И Зухра сорвала с себя все и со злостью швырнула на пол под ноги Фатхие. Та, ничуть не смутившись, ползая на карачках, стала искать и подбирать разбросанное. Воспользовавшись этим, Зухра успела спрятать единственное оставшееся на ее левом запястье украшение – серебряный браслетик с арабской вязью, подарок Фатхелислама.
Активисты же сгребли все имущество в баулы, погрузили вместе с мебелью в телеги и увезли на склад в бывшую мечеть.
Уходя, Тимербай, не глядя, снял с гвоздя новенький хомут. Повесил его и шлею, переливающуюся заклепками на плечо, сграбастал уздечку и только хотел толкнуть ногой дверь, как Ислам, увидев, что уносят его упряжь, бросился со всех ног к Тимербаю, схватил рукой тянущуюся по полу шлею и закричал:
– Отдай! Не трогай, отдай! Это мое, это мне папа сделал! – Не ожидавший такого наскока Тимербай опешил, но, придя в себя, со словами: «Ах ты, кулацкое отродье, теперь ничего твоего нет, все наше!», пнул настырного мальчика. Тот отлетел, больно ударился головой о стенку и заревел…
Зухру с детьми выселили в опустошенную активистами клетушку во дворе, что без окон и печи, где из мебели был единственный топчан, на котором до этого стояли кадки и ящики с продуктами и мукой. Когда Зухра обессиленно опустилась на него, обняв плачущих детей, в клетушку вошел комсомолец из комиссии и стал выглядывать, что еще можно забрать. Подошел к нарам и выдернул из-под годовалой Сагили старый половичок, оставив ее лежать на голых досках. Взбешенная Зухра кинула ему вслед дырявый мешок.
– На, забирай и это, подавись! – Тот, ничуть не смутившись, подхватил летящий мешок, который обдал его мучной пылью, аккуратно свернул его, сунул под мышку и ушел…
В этот же тысяча девятьсот тридцать второй год опять начался голод, унесший по всей стране почти семь миллионов жизней. Дом Фатхелислама сначала стоял заколоченным, позже в нем основали почту. Опять бездомная Зухра сначала готовила скудную еду во дворе на костре, после в железном тазике заносила в клетушку горячие головешки для обогрева. Затем натаскала с речки большие камни, глину и сложила внутри очаг. Пока дрова горели, дым уходил в приоткрытую дверь, поэтому внутри все пропиталось дымом, покрылось копотью. Позже она думала, что, может, это и спасло их от болезней? Ведь говорят, что дым обеззараживает воздух. Когда кончились дрова, Зухра по вечерам после тяжелой работы, утопая по колено в снегу, рубила и на себе таскала с берега Мендыма засохшую ольху. Полусырой сухостой плохо горел, дымил, но в холодные зимы вечно дымящий очаг был единственным источником скудного тепла.

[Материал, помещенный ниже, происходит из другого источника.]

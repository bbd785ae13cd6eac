//! Object retrieval from S3-compatible stores.
//!
//! The fetcher issues exactly one GET per call and hands back the body as a
//! forward-only reader plus the length the store declared. It performs no
//! caching and no retry; retry policy belongs to the SDK's transport layer.

use async_trait::async_trait;
use aws_sdk_s3::config::{BehaviorVersion, Credentials, Region};
use tokio::io::AsyncRead;
use tracing::debug;

use crate::config::S3BackendConfig;
use crate::error::{DienerError, Result};

/// Region placeholder for backends that do not declare one.
const UNSET_REGION: &str = "not-set";

/// A fetched object body with its declared length.
pub struct FetchedObject {
    /// Forward-only body stream. The caller must fully consume or drop it.
    pub reader: Box<dyn AsyncRead + Send + Unpin>,
    /// Length declared by the store; authoritative for size accounting.
    pub declared_len: i64,
}

/// One object retrieval per call.
#[async_trait]
pub trait ObjectFetcher: Send + Sync {
    async fn get(&self, bucket: &str, key: &str) -> Result<FetchedObject>;
}

/// Fetcher backed by the AWS S3 SDK: static credentials, path-style
/// addressing, per-backend endpoint and region.
pub struct S3Fetcher {
    client: aws_sdk_s3::Client,
}

impl S3Fetcher {
    pub fn new(config: &S3BackendConfig) -> Self {
        let credentials = Credentials::new(
            config.access_key.clone(),
            config.secret_key.clone(),
            None,
            None,
            "s3backend",
        );
        let region = config
            .region
            .clone()
            .unwrap_or_else(|| UNSET_REGION.to_string());

        let mut builder = aws_sdk_s3::config::Builder::new()
            .behavior_version(BehaviorVersion::latest())
            .credentials_provider(credentials)
            .region(Region::new(region))
            .force_path_style(true);
        if let Some(endpoint) = &config.endpoint {
            builder = builder.endpoint_url(endpoint);
        }

        Self {
            client: aws_sdk_s3::Client::from_conf(builder.build()),
        }
    }
}

#[async_trait]
impl ObjectFetcher for S3Fetcher {
    async fn get(&self, bucket: &str, key: &str) -> Result<FetchedObject> {
        let output = self
            .client
            .get_object()
            .bucket(bucket)
            .key(key)
            .send()
            .await
            .map_err(|err| {
                let service = err.into_service_error();
                if service.is_no_such_key() {
                    DienerError::NotFound(key.to_string())
                } else {
                    DienerError::Transport(service.to_string())
                }
            })?;

        let declared_len = output.content_length().unwrap_or_default();
        debug!(component = "s3-backend", bucket, key, size = declared_len, "fetched object");

        Ok(FetchedObject {
            reader: Box::new(output.body.into_async_read()),
            declared_len,
        })
    }
}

Оставшись без какого-либо имущества, она думала, что не выживут они на этот раз, но есть еще сердобольные люди – кто-то принес им посуду, кто-то – на чем спать и чем укрываться, в меру сил помогали сестренка Зулейха и тоже бедствующие братья Фатхелислама, но голод есть голод. Страдали все.

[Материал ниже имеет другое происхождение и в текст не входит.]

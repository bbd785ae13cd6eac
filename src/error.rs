//! Error types for the diener gateway.
//!
//! A single [`DienerError`] covers every layer of the gateway, along with a
//! crate-wide [`Result`] alias. Request-scoped errors (`NotFound`, `Invalid`)
//! are returned to the HTTP layer verbatim; transport failures are logged
//! where they occur and collapsed to `NotFound` before they reach a client.

use thiserror::Error;

/// Main error type for gateway operations.
#[derive(Error, Debug)]
pub enum DienerError {
    /// The requested object or route does not exist. Rendered as 404.
    #[error("not found: {0}")]
    NotFound(String),

    /// An unsupported file operation, e.g. a relative seek.
    #[error("invalid operation: {0}")]
    Invalid(String),

    /// Upstream object-storage or cluster-API failure.
    #[error("transport error: {0}")]
    Transport(String),

    /// The request's context was cancelled while I/O was in flight.
    #[error("request cancelled")]
    Cancelled,

    /// Invalid or unusable configuration. Fatal at startup.
    #[error("configuration error: {0}")]
    Config(String),

    #[error("Kubernetes API error: {0}")]
    Kube(#[from] kube::Error),

    #[error("IO error: {0}")]
    Io(#[from] std::io::Error),
}

impl DienerError {
    /// True for errors the HTTP layer renders as 404.
    pub fn is_not_found(&self) -> bool {
        matches!(self, DienerError::NotFound(_))
    }
}

/// Result type alias for gateway operations.
pub type Result<T> = std::result::Result<T, DienerError>;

Зухра не гнушалась никакой работой – лишь бы не голодали и не умерли дети. Однажды, когда после знойного летнего дня приближалась вечерняя прохлада, Зухра полоскала чужое белье у ручья, ее оглушил хлесткий одиночный выстрел, раздавшийся почти рядом, из-за кустарников с другого берега. Зухра, ойкнув, зажала уши и свалилась на бок в прибрежный песок. Открыв глаза, успела увидеть, как шелохнулись кустарники, из-за них выглянула косматая голова, зло сверкнула бельмом в правом глазу и исчезла. И тут же послышался надрывный вой Фатхии…
– Убили-ииии-иии, убилииии-иии, ааааа! Помогитееее-еее, помогите-еее! Людииии, Тимербая убили-ииии! Как же я без тебя, Тимербай!